Nationality Loophole to Close

When the A1 Grand Prix series was unveiled, its organisers stated that each nation's driver must come from their nation's country. But there are naturally grey areas

Nationality Loophole to Close

As in any form of motorsport, teams will always do all they can to find an extra edge out on the track, which includes finding the fastest possible driver eligible for their team, even if they have previously been of a different nationality in other categories of motorsport.

A1 GP's rules on driver nationality are quite open and to qualify for a territory a driver need not be born there. He is still eligible if he has a bloodline by parents or grandparents, has a valid passport from the territory or has completed 18 consecutive month's residency immediately prior to signing with the team. Speaking the nation's official language is recommended, but not mandatory.

These rules have led to drivers, who have previously represented themselves from one country, legitimately finding themselves racing seats with other nations.

Former Jordan Grand Prix driver Ralph Firman, who took part in the four-driver shootout for A1 Team Great Britain, will instead drive the Irish entry because his mother comes from Newbridge in County Kildare.

Adam Kahn has competed in the British Formula Three International Series this season as a British runner, but will race in A1 GP for Team Pakistan. He is also eligible because of his parentage.

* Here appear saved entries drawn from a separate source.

//! Runtime contracts for equality definitions.
//!
//! Debug-mode assertions for the properties every definition is expected to
//! uphold. These checks:
//!
//! 1. Are **zero-cost in release builds** (use `debug_assert!`)
//! 2. Provide **early failure detection** during development
//!
//! The builder keeps one extractor list for both operations, so a violation
//! can only come from an ill-behaved leaf type, e.g. a `PartialEq` impl that
//! disagrees with its `Hash` impl, or an extractor with hidden state.
//!
//! # Usage
//!
//! ```
//! use alike::contracts::check_hash_consistent;
//! use alike::testing::{point_equality, Point};
//!
//! let definition = point_equality();
//! let a = Point { x: 1, y: 2 };
//! let b = Point { x: 1, y: 2 };
//!
//! // In debug builds, panics if equal values hash differently
//! check_hash_consistent(&definition, &a, &b);
//! ```

use crate::equality::Equality;
use std::any::Any;

/// Every value must compare equal to itself.
pub fn check_reflexive<T: Any>(definition: &Equality<T>, subject: &T) {
    debug_assert!(
        definition.equals(subject, subject),
        "Contract violation: value does not equal itself"
    );
}

/// Comparison of two typed subjects must not depend on argument order.
pub fn check_symmetric<T: Any>(definition: &Equality<T>, first: &T, second: &T) {
    debug_assert!(
        definition.equals(first, second) == definition.equals(second, first),
        "Contract violation: equals(first, second) != equals(second, first)"
    );
}

/// Values that compare equal must produce identical hashes.
pub fn check_hash_consistent<T: Any>(definition: &Equality<T>, first: &T, second: &T) {
    debug_assert!(
        !definition.equals(first, second)
            || definition.hash_code(first) == definition.hash_code(second),
        "Contract violation: equal values produced different hashes"
    );
}

#[cfg(test)]
mod tests {
    use super::*;
    use crate::testing::{point_equality, Point};
    use std::hash::{Hash, Hasher};

    /// Ill-behaved leaf: compares equal to everything, hashes its payload.
    struct AbsorbEverything(u32);

    impl PartialEq for AbsorbEverything {
        fn eq(&self, _other: &Self) -> bool {
            true
        }
    }

    impl Hash for AbsorbEverything {
        fn hash<H: Hasher>(&self, state: &mut H) {
            self.0.hash(state);
        }
    }

    #[test]
    fn test_well_behaved_definition_passes() {
        let definition = point_equality();
        let a = Point { x: 1, y: 2 };
        let b = Point { x: 1, y: 2 };
        let c = Point { x: 3, y: 4 };

        // Should not panic
        check_reflexive(&definition, &a);
        check_symmetric(&definition, &a, &b);
        check_symmetric(&definition, &a, &c);
        check_hash_consistent(&definition, &a, &b);
        check_hash_consistent(&definition, &a, &c);
    }

    #[test]
    #[should_panic(expected = "Contract violation")]
    fn test_inconsistent_leaf_type_is_caught() {
        let definition = Equality::<u32>::on_type()
            .check_equality(|n: &u32| AbsorbEverything(*n))
            .define();

        // Equal by the absorbing PartialEq, but the payload hashes differ.
        check_hash_consistent(&definition, &1_u32, &2_u32);
    }
}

A1 GP organisers have no concern over these signings, however they will now tell drivers they must stick by their decision.

The series' general manager Stephen Watson confirmed he is going to recommend to the Championship board a rule amendment, that once a driver has competed for one county in A1 GP, he will never be allowed to compete for any other in the series, regardless of whether he fulfils another territory's criteria by having a dual nationality or what have you.

Watson told Autosport-Atlas: "This has something that has arisen that we didn't put in the Sporting Regulations. But that is likely now to change.

"Our whole concept is based on nationality, and it would be wrong for a driver to appear in another country's car. It doesn't matter if it's five races or one race. We cannot control which country they represent outside of A1 GP, but for us, once they have competed for one country, they have marked their card.

"Ralph never drove an A1 GP car for Great Britain - he only tested an F3000 car, so we are not worried about that. But once you have raced for one country it would be wrong to ever race for another. We will introduce a supplement to the Sporting Regulations."

International football has to continually address this problem, and A1 GP will adopt a similar approach to that of football's governing body FIFA.

FIFA's regulations basically mean that anyone who has taken part in a competitive match for a team, cannot then change nationality, stating: "As a general rule, any Player who has already represented one Association (either in full or in part) in an official competition of any category may not play an international match with another Association team."

FIFA rules do outline exceptions - such as one permitted change for players under 21 with dual nationalities, who have yet to play at full 'A' international level. If a new nationality is imposed on a player by a government authority, he is also entitled to change associations, but there is no going back.